The Australian classification board has
banned Bruce LaBruce's gay zombie flick L.A. Zombie from
screening at the Melbourne International Film Festival, which opens
Saturday, The Sydney Morning Herald reported.
From his home in Toronto, LaBruce said
he was “delighted” by the decision.
“I'll never understand how censors
don't see that the more they try to suppress a film, the more people
will want to see it,” he said. “It gives me a profile I didn't
have yesterday.”
L.A. Zombie stars French gay
porn star Francois Sagat as a schizophrenic gay zombie who believes
he can bring the dead back to life by having sex with them.
“People come back to life [in my
film], it's a metaphor for healing,” he said.
The board's director said the film
refused classification. Festival officials have not announced if
they would appeal the decision.
LaBruce said the version of the film
submitted for the festival had been stripped of its hard-core sex,
leaving the veteran director surprised by the board's decision.

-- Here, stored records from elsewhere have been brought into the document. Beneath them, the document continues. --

//! Registry synchronization between peers.

use std::net::SocketAddr;
use std::sync::{Mutex, MutexGuard, PoisonError};

use log::{debug, info};
use rusty_shared_types::{MasternodeID, MasternodeMessage, MasternodeRecord, MasternodeStatus, SyncScope};
use serde::{Deserialize, Serialize};

use crate::config::MasternodeConfig;
use crate::error::MasternodeError;
use crate::interfaces::{ChainView, PeerTransport};
use crate::registry::MasternodeRegistry;
use crate::throttle::RequestThrottle;

/// The only view of the registry the sync driver gets.
pub trait SyncSource: Send + Sync {
    /// Copies of the records a request for `scope` covers.
    fn sync_entries(&self, scope: &SyncScope) -> Vec<MasternodeRecord>;
}

impl SyncSource for MasternodeRegistry {
    fn sync_entries(&self, scope: &SyncScope) -> Vec<MasternodeRecord> {
        match scope {
            SyncScope::FullList => self.snapshot().into_records(),
            SyncScope::Entry(id) => self.find_by_collateral(id).into_iter().collect(),
        }
    }
}

/// Rate limits for both directions of sync traffic.
#[derive(Debug, Clone, Serialize, Deserialize)]
pub struct SyncThrottles {
    /// Peers that asked us for the full list
    pub asked_us_for_list: RequestThrottle<SocketAddr>,
    /// Peers that asked us for one entry
    pub asked_us_for_entry: RequestThrottle<(SocketAddr, MasternodeID)>,
    /// Peers we asked for the full list
    pub we_asked_for_list: RequestThrottle<SocketAddr>,
    /// Entries we asked any peer for
    pub we_asked_for_entry: RequestThrottle<MasternodeID>,
}

impl SyncThrottles {
    pub fn new(config: &MasternodeConfig) -> Self {
        Self {
            asked_us_for_list: RequestThrottle::new(config.dseg_update_secs),
            asked_us_for_entry: RequestThrottle::new(config.dseg_update_secs),
            we_asked_for_list: RequestThrottle::new(config.dseg_update_secs),
            we_asked_for_entry: RequestThrottle::new(config.dseg_update_secs),
        }
    }

    pub fn prune(&mut self, now: u64) {
        self.asked_us_for_list.prune(now);
        self.asked_us_for_entry.prune(now);
        self.we_asked_for_list.prune(now);
        self.we_asked_for_entry.prune(now);
    }
}

/// Answers and issues sync requests.
pub struct SyncDriver {
    min_confirmations: u32,
    throttles: Mutex<SyncThrottles>,
}

impl SyncDriver {
    pub fn new(config: &MasternodeConfig) -> Self {
        Self { min_confirmations: config.min_confirmations(), throttles: Mutex::new(SyncThrottles::new(config)) }
    }

    fn throttles(&self) -> MutexGuard<'_, SyncThrottles> {
        self.throttles.lock().unwrap_or_else(PoisonError::into_inner)
    }

    pub fn export_throttles(&self) -> SyncThrottles {
        self.throttles().clone()
    }

    pub fn restore_throttles(&self, throttles: SyncThrottles) {
        *self.throttles() = throttles;
    }

    pub fn prune(&self, now: u64) {
        self.throttles().prune(now);
    }

    /// Streams the requested entries to `peer`, returning how many were sent.
    pub fn handle_sync_request<S: SyncSource + ?Sized>(
        &self,
        source: &S,
        chain: &dyn ChainView,
        transport: &dyn PeerTransport,
        peer: SocketAddr,
        scope: &SyncScope,
        now: u64,
    ) -> Result<usize, MasternodeError> {
        let allowed = {
            let mut throttles = self.throttles();
            match scope {
                SyncScope::FullList => throttles.asked_us_for_list.check_and_record(peer, now),
                SyncScope::Entry(id) => throttles.asked_us_for_entry.check_and_record((peer, id.clone()), now),
            }
        };
        if !allowed {
            debug!("Ignoring repeated sync request from {}", peer);
            return Err(MasternodeError::ThrottleViolation);
        }

        let entries: Vec<MasternodeRecord> = source
            .sync_entries(scope)
            .into_iter()
            .filter(|record| self.is_shareable(record, chain))
            .collect();

        for record in &entries {
            transport.send(&peer, MasternodeMessage::Broadcast(record.to_broadcast()));
            if let Some(ping) = &record.last_ping {
                transport.send(&peer, MasternodeMessage::Ping(ping.clone()));
            }
        }

        match scope {
            SyncScope::FullList => {
                transport.send(&peer, MasternodeMessage::SyncStatusCount { count: entries.len() as u32 });
                info!("Sent {} masternode entries to {}", entries.len(), peer);
            }
            SyncScope::Entry(id) => {
                if entries.is_empty() {
                    debug!("Peer {} asked for unknown or unshareable masternode {}", peer, id);
                }
            }
        }
        Ok(entries.len())
    }

    fn is_shareable(&self, record: &MasternodeRecord, chain: &dyn ChainView) -> bool {
        !matches!(record.status, MasternodeStatus::PoseBanned | MasternodeStatus::OutpointSpent)
            && chain.confirmations(&record.collateral.0) >= self.min_confirmations
    }

    /// Asks `peer` for its whole list, at most once per interval per peer.
    pub fn request_full_list(&self, transport: &dyn PeerTransport, peer: SocketAddr, now: u64) -> Result<(), MasternodeError> {
        if !self.throttles().we_asked_for_list.check_and_record(peer, now) {
            debug!("Already asked {} for the masternode list", peer);
            return Err(MasternodeError::ThrottleViolation);
        }
        transport.send(&peer, MasternodeMessage::SyncRequest(SyncScope::FullList));
        Ok(())
    }

    /// Asks `peer` for a single entry, at most once per interval per entry.
    pub fn ask_for_entry(
        &self,
        transport: &dyn PeerTransport,
        peer: SocketAddr,
        id: &MasternodeID,
        now: u64,
    ) -> Result<(), MasternodeError> {
        if !self.throttles().we_asked_for_entry.check_and_record(id.clone(), now) {
            return Err(MasternodeError::ThrottleViolation);
        }
        debug!("Asking {} for masternode {}", peer, id);
        transport.send(&peer, MasternodeMessage::SyncRequest(SyncScope::Entry(id.clone())));
        Ok(())
    }
}

#[cfg(test)]
mod tests {
    use super::*;
    use crate::adapters::{InMemoryChain, Outbound, QueuedTransport};
    use rusty_shared_types::{ChainParams, MasternodeBroadcast, OutPoint};

    fn dummy_id(n: u8) -> MasternodeID {
        MasternodeID(OutPoint::new([n; 32], 0))
    }

    fn record(n: u8, status: MasternodeStatus) -> MasternodeRecord {
        let mnb = MasternodeBroadcast {
            collateral: dummy_id(n),
            service_addr: format!("10.0.0.{}:26518", n).parse().unwrap(),
            collateral_pubkey: [n; 32],
            service_pubkey: [n; 32],
            protocol_version: 70206,
            sig_time: 100,
            signature: vec![],
            last_ping: None,
        };
        let mut record = MasternodeRecord::from_broadcast(&mnb, 100);
        record.status = status;
        record
    }

    struct Fixed(Vec<MasternodeRecord>);

    impl SyncSource for Fixed {
        fn sync_entries(&self, scope: &SyncScope) -> Vec<MasternodeRecord> {
            match scope {
                SyncScope::FullList => self.0.clone(),
                SyncScope::Entry(id) => self.0.iter().filter(|r| &r.collateral == id).cloned().collect(),
            }
        }
    }

    #[test]
    fn test_full_list_excludes_banned_spent_and_unconfirmed() {
        let config = MasternodeConfig::for_network(ChainParams::regtest());
        let chain = InMemoryChain::new([0; 32]);
        chain.extend_to(10);
        for n in 1..=3 {
            chain.add_collateral(dummy_id(n).0, 5);
        }
        chain.add_collateral(dummy_id(4).0, 0);
        let source = Fixed(vec![
            record(1, MasternodeStatus::Enabled),
            record(2, MasternodeStatus::PoseBanned),
            record(3, MasternodeStatus::OutpointSpent),
            record(4, MasternodeStatus::PreEnabled),
        ]);
        let (transport, mut outgoing) = QueuedTransport::new();
        let driver = SyncDriver::new(&config);
        let peer: SocketAddr = "10.1.1.1:26518".parse().unwrap();

        let sent = driver.handle_sync_request(&source, &chain, &transport, peer, &SyncScope::FullList, 1_000).unwrap();
        assert_eq!(sent, 1);

        let mut messages = Vec::new();
        while let Ok(Outbound::Send { message, .. }) = outgoing.try_recv() {
            messages.push(message);
        }
        assert_eq!(messages.len(), 2);
        assert!(matches!(&messages[0], MasternodeMessage::Broadcast(mnb) if mnb.collateral == dummy_id(1)));
        assert_eq!(messages[1], MasternodeMessage::SyncStatusCount { count: 1 });
    }

    #[test]
    fn test_repeated_full_list_is_throttled_per_peer() {
        let config = MasternodeConfig::for_network(ChainParams::regtest());
        let chain = InMemoryChain::new([0; 32]);
        let (transport, _outgoing) = QueuedTransport::new();
        let driver = SyncDriver::new(&config);
        let source = Fixed(vec![]);
        let a: SocketAddr = "10.1.1.1:26518".parse().unwrap();
        let b: SocketAddr = "10.1.1.2:26518".parse().unwrap();

        assert!(driver.handle_sync_request(&source, &chain, &transport, a, &SyncScope::FullList, 0).is_ok());
        assert!(matches!(
            driver.handle_sync_request(&source, &chain, &transport, a, &SyncScope::FullList, 60),
            Err(MasternodeError::ThrottleViolation)
        ));
        assert!(driver.handle_sync_request(&source, &chain, &transport, b, &SyncScope::FullList, 60).is_ok());
        assert!(driver
            .handle_sync_request(&source, &chain, &transport, a, &SyncScope::FullList, config.dseg_update_secs)
            .is_ok());
        assert_eq!(transport.misbehavior_score(&a), 0);
    }

    #[test]
    fn test_entry_requests_are_tracked_per_collateral() {
        let config = MasternodeConfig::default();
        let chain = InMemoryChain::new([0; 32]);
        let (transport, mut outgoing) = QueuedTransport::new();
        let driver = SyncDriver::new(&config);
        let peer: SocketAddr = "10.1.1.1:6518".parse().unwrap();
        let source = Fixed(vec![]);

        assert!(driver.handle_sync_request(&source, &chain, &transport, peer, &SyncScope::Entry(dummy_id(1)), 0).is_ok());
        assert!(driver.handle_sync_request(&source, &chain, &transport, peer, &SyncScope::Entry(dummy_id(2)), 0).is_ok());
        assert!(driver.handle_sync_request(&source, &chain, &transport, peer, &SyncScope::Entry(dummy_id(1)), 1).is_err());

        assert!(driver.ask_for_entry(&transport, peer, &dummy_id(1), 0).is_ok());
        assert!(driver.ask_for_entry(&transport, "10.1.1.2:6518".parse().unwrap(), &dummy_id(1), 5).is_err());
        assert!(driver.request_full_list(&transport, peer, 0).is_ok());
        assert!(driver.request_full_list(&transport, peer, 10).is_err());

        let mut sent = 0;
        while outgoing.try_recv().is_ok() {
            sent += 1;
        }
        assert_eq!(sent, 2);
    }
}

“My film is debuting at Locarno in
competition, it's a prestigious festival,” he said. “So it's
self evident it has artistic merit and most censorship boards take
that into account. I'm surprised [the Australian classification
board] didn't take it into consideration, if they knew.”
LaBruce's work has faced censorship in
the past, including his 1996 film Hustler White, which
features Madonna's then-boyfriend Tony Ward as a male prostitute and
a controversial amputee sex scene.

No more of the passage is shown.